Évocations de l’absence

  • Jérémie Leduc-Leblanc
    La Légende des anonymes et autres promenades. Éditions Triptyque

La Légende des anonymes et autres promenades est un réseau de relations, dans le sens de récits mais aussi de liaisons, qui nous fait découvrir un microcosme de destins croisés, une communauté d’amis, d’amants et de familiers. Les nouvelles de Jérémie Leduc-Leblanc se lisent comme une série d’adresses et de témoignages — surtout amoureux —, où l’un parle à/de l’autre en son absence. L’autre sera parti ou sur le point de partir; l’autre sera au loin ou dans une proximité silencieuse; l’autre sera mort ou irrémédiablement perdu. L’absence a différents visages, mais pour le présent (comme on dit l’absent) qui est dans le désir et la parole, l’absence de l’autre signifie toujours : tu n’es pas là. Ainsi, malgré la diversité des narrateurs — la polyphonie narrative — le recueil possède une extrême cohésion thématique. Ces histoires, qu’on dirait murmurées s’il n’y avait pas en elles une espèce de cri étouffé, sont autant de variations sur le thème du rapport intime à l’autre, sur l’attachement et le déchirement, la jouissance et la privation. S’il est vrai que toutes ces histoires s’adressent tant aux pieds qu’aux yeux, qu’elles retracent les itinéraires « de fuites, de courses effrénées, d’exils et de départs », les qualifier de « promenades » relève d’un usage approximatif ou ironique du terme; quoi qu’il en soit, le titre du recueil met le lecteur sur une fausse piste. Certes, plusieurs personnages de Leduc-Leblanc déambulent comme d’autres écrivent, mais la marche est pour eux soit un pis-aller — en attendant de, à défaut de —, soit une forme erratique de recherche ou encore un mode d’approche, une manière d’aller à la rencontre du monde. On ne croise nul protagoniste qui prend l’air pour le plaisir (qui se promène donc), mais on aperçoit des êtres pris dans un va-et-vient constant entre le passé d’une relation et le présent d’une parole solitaire; des êtres qui ne cessent de tourner autour d’un espace vide.
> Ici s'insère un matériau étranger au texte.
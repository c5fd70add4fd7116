use std::sync::{Arc, Mutex, MutexGuard, PoisonError};

use tracing::{debug, info, warn};

use crate::errors::TransportError;
use crate::models::ChatMessage;
use crate::steps::{step_progress, ChatIntent, ConversationStep};
use crate::transport::ChatTransport;
use crate::view::ChatView;

pub const VERIFY_EMAIL_MESSAGE: &str =
    "Please verify your email address to use the chat assistant.";
pub const START_FAILED_MESSAGE: &str = "Failed to start the chat assistant. Please try again.";
pub const SEND_FAILED_MESSAGE: &str = "Failed to send message. Please try again.";

#[derive(Debug, Clone, Copy, Default, PartialEq, Eq)]
pub struct ControllerConfig {
    /// Put the text of a failed send back into the input field.
    pub restore_draft_on_failure: bool,
}

/// Client-visible conversation state.
#[derive(Debug, Clone, PartialEq)]
pub struct ChatState {
    pub is_open: bool,
    pub messages: Vec<ChatMessage>,
    pub input_value: String,
    pub is_loading: bool,
    pub session_id: Option<String>,
    pub current_step: ConversationStep,
    pub current_intent: ChatIntent,
    pub error: Option<String>,
    pub report_id: Option<String>,
}

impl Default for ChatState {
    fn default() -> Self {
        Self {
            is_open: false,
            messages: Vec::new(),
            input_value: String::new(),
            is_loading: false,
            session_id: None,
            current_step: ConversationStep::Greeting,
            current_intent: ChatIntent::Unknown,
            error: None,
            report_id: None,
        }
    }
}

#[derive(Debug, Clone, Copy, PartialEq, Eq)]
pub enum ChatPhase {
    Closed,
    OpenNoSession,
    OpenLoading,
    OpenReady,
    OpenError,
}

impl ChatState {
    pub fn phase(&self) -> ChatPhase {
        if !self.is_open {
            ChatPhase::Closed
        } else if self.is_loading {
            ChatPhase::OpenLoading
        } else if self.error.is_some() {
            ChatPhase::OpenError
        } else if self.session_id.is_none() {
            ChatPhase::OpenNoSession
        } else {
            ChatPhase::OpenReady
        }
    }
}

/// Enter submits; Shift+Enter is left to insert a newline.
pub fn is_submit_key(key: &str, shift: bool) -> bool {
    key == "Enter" && !shift
}

struct Inner {
    state: ChatState,
    /// Bumped on reset; replies dispatched under an older value are dropped.
    generation: u64,
}

/// Owner of the assistant conversation: session lifecycle, the send guard,
/// and the translation of transport failures into display text.
///
/// Cloning yields another handle to the same conversation.
pub struct ChatController<T: ChatTransport> {
    transport: Arc<T>,
    view: Arc<dyn ChatView>,
    inner: Arc<Mutex<Inner>>,
    config: ControllerConfig,
}

impl<T: ChatTransport> Clone for ChatController<T> {
    fn clone(&self) -> Self {
        Self {
            transport: Arc::clone(&self.transport),
            view: Arc::clone(&self.view),
            inner: Arc::clone(&self.inner),
            config: self.config,
        }
    }
}

impl<T: ChatTransport> ChatController<T> {
    pub fn new(transport: T, view: Arc<dyn ChatView>, config: ControllerConfig) -> Self {
        Self {
            transport: Arc::new(transport),
            view,
            inner: Arc::new(Mutex::new(Inner { state: ChatState::default(), generation: 0 })),
            config,
        }
    }

    fn lock(&self) -> MutexGuard<'_, Inner> {
        self.inner.lock().unwrap_or_else(PoisonError::into_inner)
    }

    pub fn snapshot(&self) -> ChatState {
        self.lock().state.clone()
    }

    pub fn phase(&self) -> ChatPhase {
        self.lock().state.phase()
    }

    pub fn set_input(&self, text: impl Into<String>) {
        self.lock().state.input_value = text.into();
    }

    /// Progress of the current step as `(position, total)`.
    pub fn progress(&self) -> Option<(usize, usize)> {
        step_progress(self.lock().state.current_step)
    }

    pub fn quick_replies(&self) -> &'static [&'static str] {
        self.lock().state.current_step.quick_replies()
    }

    /// Reveals the widget, starting a session the first time.
    pub async fn open(&self) {
        let should_start = {
            let mut inner = self.lock();
            if inner.state.is_open {
                return;
            }
            inner.state.is_open = true;
            let state = &inner.state;
            state.session_id.is_none() && state.messages.is_empty() && !state.is_loading
        };
        self.view.focus_input();
        if should_start {
            self.start_session().await;
        }
    }

    /// Hides the widget. The conversation survives until reset.
    pub fn close(&self) {
        self.lock().state.is_open = false;
    }

    /// Drops the current conversation and starts a fresh session.
    pub async fn reset(&self) {
        {
            let mut inner = self.lock();
            inner.generation += 1;
            inner.state = ChatState { is_open: true, ..ChatState::default() };
        }
        info!("Chat conversation reset");
        self.view.scroll_to_latest();
        self.start_session().await;
    }

    /// Only `open` and `reset` start sessions; a call already in flight
    /// (start or send) makes this a no-op.
    async fn start_session(&self) {
        let generation = {
            let mut inner = self.lock();
            if inner.state.is_loading {
                return;
            }
            inner.state.is_loading = true;
            inner.state.error = None;
            inner.generation
        };

        let result = self.transport.start_session().await;

        let seeded = {
            let mut inner = self.lock();
            if inner.generation != generation {
                debug!("Discarding session start for a superseded conversation");
                return;
            }
            let state = &mut inner.state;
            state.is_loading = false;
            match result {
                Ok(resp) => {
                    info!(step = ?resp.step, "Chat session started");
                    debug!(session_id = %resp.session_id, "Session issued");
                    state.session_id = Some(resp.session_id);
                    state.current_step = resp.step;
                    state.current_intent = resp.intent.unwrap_or_default();
                    state.messages = vec![ChatMessage::assistant(resp.reply, None)];
                    true
                }
                Err(err) => {
                    warn!("Failed to start chat session: {err}");
                    state.error = Some(start_error_message(&err));
                    false
                }
            }
        };

        if seeded {
            self.view.scroll_to_latest();
        }
    }

    /// Sends one user turn. Blank text, a call already in flight, or a
    /// missing session make this a no-op.
    pub async fn send_message(&self, text: &str) {
        let trimmed = text.trim();
        if trimmed.is_empty() {
            return;
        }

        let (session_id, generation) = {
            let mut inner = self.lock();
            if inner.state.is_loading {
                return;
            }
            let Some(session_id) = inner.state.session_id.clone() else {
                return;
            };
            let state = &mut inner.state;
            state.messages.push(ChatMessage::user(trimmed));
            state.input_value.clear();
            state.is_loading = true;
            state.error = None;
            (session_id, inner.generation)
        };
        self.view.scroll_to_latest();

        let result = self.transport.send_message(&session_id, trimmed).await;

        let appended = {
            let mut inner = self.lock();
            if inner.generation != generation {
                debug!("Discarding reply for a superseded conversation");
                false
            } else {
                let state = &mut inner.state;
                state.is_loading = false;
                match result {
                    Ok(resp) => {
                        debug!(step = ?resp.step, intent = ?resp.intent, "Assistant replied");
                        state.current_step = resp.step;
                        if let Some(intent) = resp.intent {
                            state.current_intent = intent;
                        }
                        if let Some(report_id) = resp.report_id.filter(|id| !id.is_empty()) {
                            info!(%report_id, "Report filed from conversation");
                            state.report_id = Some(report_id);
                        }
                        state
                            .messages
                            .push(ChatMessage::assistant(resp.reply, resp.query_result));
                        true
                    }
                    Err(err) => {
                        warn!("Failed to send chat message: {err}");
                        state.error = Some(send_error_message(&err));
                        if self.config.restore_draft_on_failure && state.input_value.is_empty() {
                            state.input_value = text.to_string();
                        }
                        false
                    }
                }
            }
        };

        if appended {
            self.view.scroll_to_latest();
        }
        self.view.focus_input();
    }

    /// Sends the current draft (form submit / send button).
    pub async fn submit(&self) {
        let draft = self.lock().state.input_value.clone();
        self.send_message(&draft).await;
    }

    /// Handles a key press in the input field. Returns `true` when the key
    /// submitted the draft and its default newline must be suppressed.
    pub async fn handle_key(&self, key: &str, shift: bool) -> bool {
        if !is_submit_key(key, shift) {
            return false;
        }
        self.submit().await;
        true
    }
}

fn start_error_message(err: &TransportError) -> String {
    if err.is_unauthorized() {
        VERIFY_EMAIL_MESSAGE.to_string()
    } else {
        START_FAILED_MESSAGE.to_string()
    }
}

fn send_error_message(err: &TransportError) -> String {
    if err.is_unauthorized() {
        VERIFY_EMAIL_MESSAGE.to_string()
    } else {
        err.server_message().unwrap_or(SEND_FAILED_MESSAGE).to_string()
    }
}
Avec la parole, nous en sommes tous là, à tourner autour (du pot), accablés par ce fait inéluctable et parfois cruel : après le dernier mot, tout reste à dire. La Légende des anonymes et autres promenades est un bon premier recueil de nouvelles qui a su éviter les écueils et les pièges du lyrisme, sans toutefois atteindre cette justesse dans le propos et l’expression qui bouleverse, qui ne laisse pas indemne.